Monday 18th November 2019
St. Louis, Nov. 18, 2019 (GLOBE NEWSWIRE) -- ESCO Technologies Inc. (NYSE: ESE) (ESCO, or the Company) today announced it has entered into a definitive agreement regarding the sale of its Technical Packaging business segment, consisting of Thermoform Engineered Quality LLC (TEQ), Plastique Ltd. and Plastique sp. z o.o. to Sonoco Plastics, Inc. and Sonoco Holdings, Inc., subsidiaries of Sonoco Products Company (NYSE: SON), a global manufacturer of industrial and consumer packaging products headquartered in Hartsville, South Carolina.
The Company expects to finalize the transaction upon receipt of certain customary regulatory approvals with expected gross cash proceeds of $187 million subject to typical post-closing adjustments.
The divestiture is part of the Company’s strategy to focus on the business units which are core to its long-term growth, and represents an important step in advancing this growth strategy by monetizing the Technical Packaging segment at an opportunistic valuation.
Vic Richey, Chairman and Chief Executive Officer, commented, “With this divestiture, we are delivering on our commitment to drive enhanced capital efficiency as this transaction streamlines our business, simplifies our portfolio, and allows us to focus on our three core operating segments. As we’ve done in the past, we will continue to actively optimize our operations and reduce our capital intensity with the goal of increasing our ROIC, thereby creating additional shareholder value.
“I want to personally thank the dedicated management teams and employees of the Technical Packaging business for their contributions to ESCO over the years, and wish them the best in their future as part of Sonoco.

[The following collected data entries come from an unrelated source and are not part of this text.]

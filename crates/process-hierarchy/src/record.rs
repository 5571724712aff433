use crate::error::HierarchyError;
use libc::pid_t;

/// A single process as seen at snapshot time
#[derive(Debug, Clone, PartialEq, Eq)]
pub struct ProcessRecord {
    pub parent_pid: pid_t,
    pub pid: pid_t,
    pub command: String,
}

impl ProcessRecord {
    pub fn new(parent_pid: pid_t, pid: pid_t, command: impl Into<String>) -> Self {
        Self {
            parent_pid,
            pid,
            command: command.into(),
        }
    }
}

/// A process row as acquired, before the id columns are validated
#[derive(Debug, Clone, PartialEq, Eq, Default)]
pub struct RawProcessRecord {
    pub parent_pid: String,
    pub pid: String,
    pub command: String,
}

impl RawProcessRecord {
    /// Split one line of `ps axo ppid,pid,comm` output into its three columns.
    ///
    /// The command column is the remainder of the line and may contain spaces.
    /// Missing columns are left empty.
    pub fn from_columns(line: &str) -> Self {
        let (parent_pid, rest) = split_column(line);
        let (pid, rest) = split_column(rest);

        Self {
            parent_pid: parent_pid.to_string(),
            pid: pid.to_string(),
            command: rest.trim().to_string(),
        }
    }

    pub fn parse(&self) -> Result<ProcessRecord, HierarchyError> {
        let malformed = |reason| HierarchyError::MalformedRecord {
            parent_pid: self.parent_pid.clone(),
            pid: self.pid.clone(),
            reason,
        };

        let parent_pid = self
            .parent_pid
            .parse::<pid_t>()
            .map_err(|_| malformed("parent pid is not an integer"))?;
        let pid = self
            .pid
            .parse::<pid_t>()
            .map_err(|_| malformed("pid is not an integer"))?;
        if self.command.is_empty() {
            return Err(malformed("command column is missing"));
        }

        Ok(ProcessRecord {
            parent_pid,
            pid,
            command: self.command.clone(),
        })
    }
}

impl From<ProcessRecord> for RawProcessRecord {
    fn from(record: ProcessRecord) -> Self {
        Self {
            parent_pid: record.parent_pid.to_string(),
            pid: record.pid.to_string(),
            command: record.command,
        }
    }
}

fn split_column(s: &str) -> (&str, &str) {
    let s = s.trim_start();
    match s.find(char::is_whitespace) {
        Some(end) => (&s[..end], &s[end..]),
        None => (s, ""),
    }
}
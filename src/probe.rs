use std::path::Path;

use process_hierarchy::NameProbe;

/// Checks commands against the local filesystem
pub struct FilesystemProbe;

impl NameProbe for FilesystemProbe {
    fn existing_file_name(&self, command: &str) -> Option<String> {
        let path = Path::new(command);
        if !path.exists() {
            return None;
        }

        path.file_name()
            .map(|name| name.to_string_lossy().into_owned())
    }
}

#[cfg(test)]
mod tests {
    use super::*;

    #[test]
    fn test_existing_file() {
        let dir = tempfile::tempdir().unwrap();
        let binary = dir.path().join("daemon");
        std::fs::write(&binary, "").unwrap();

        let name = FilesystemProbe.existing_file_name(binary.to_str().unwrap());
        assert_eq!(name.as_deref(), Some("daemon"));
    }

    #[test]
    fn test_missing_file() {
        let dir = tempfile::tempdir().unwrap();
        let missing = dir.path().join("gone");
        assert_eq!(
            FilesystemProbe.existing_file_name(missing.to_str().unwrap()),
            None
        );
    }

    #[test]
    fn test_root_has_no_file_name() {
        assert_eq!(FilesystemProbe.existing_file_name("/"), None);
    }
}
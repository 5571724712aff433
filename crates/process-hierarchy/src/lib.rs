//! Builds a process tree from a flat snapshot of `(ppid, pid, command)` records
//! and renders it with branch-drawing connectors.

pub mod error;
pub mod hierarchy;
pub mod record;
pub mod render;

pub use error::HierarchyError;
pub use hierarchy::{
    BuildIssue, BuildOutcome, DuplicatePolicy, HierarchyBuilder, ProcessNode, ProcessRegistry,
};
pub use record::{ProcessRecord, RawProcessRecord};
pub use render::{ConnectorStyle, NameProbe, NoProbe, TreeRenderer};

Gary Muenster, Executive Vice President and Chief Financial Officer, commented, “The net proceeds will be used to pay down debt, thereby significantly increasing our liquidity and enhancing our ability to complete future acquisitions within our core businesses. Additionally, later this fiscal year, we plan to use a portion of the net proceeds to fully fund, terminate, and annuitize the defined benefit pension plan currently maintained by the Company. Annuitizing this non-strategic liability through an insurance company will eliminate both equity market risk and interest rate volatility, thereby reducing overall costs and eliminating future cash payments. The defined benefit plan was frozen in 2003 and no additional benefits have been accrued since that date.”
ESCO was represented by Stifel as sole financial advisor, and Bryan Cave Leighton Paisner LLP as legal advisor on this transaction.
2019 Earnings Preview
The Company is scheduled to release its 2019 operating results tomorrow, November 19, 2019 at 3:15 p.m. Central Time followed by hosting its customary conference call at 4:00 p.m. Central Time.
The Company expects to announce 2019 Adjusted EPS of $3.13 per share (2019 GAAP EPS of $3.10 per share included Doble building gain, net of defined charges), which tops guidance and consensus, and increased 13 percent above 2018 Adjusted EPS of $2.77 per share (2018 GAAP EPS of $3.54 per share included the favorable impact of tax reform, net of defined charges).
Net cash provided by operating activities was $105 million and entered orders were $905 million in 2019, both exceeding previous expectations.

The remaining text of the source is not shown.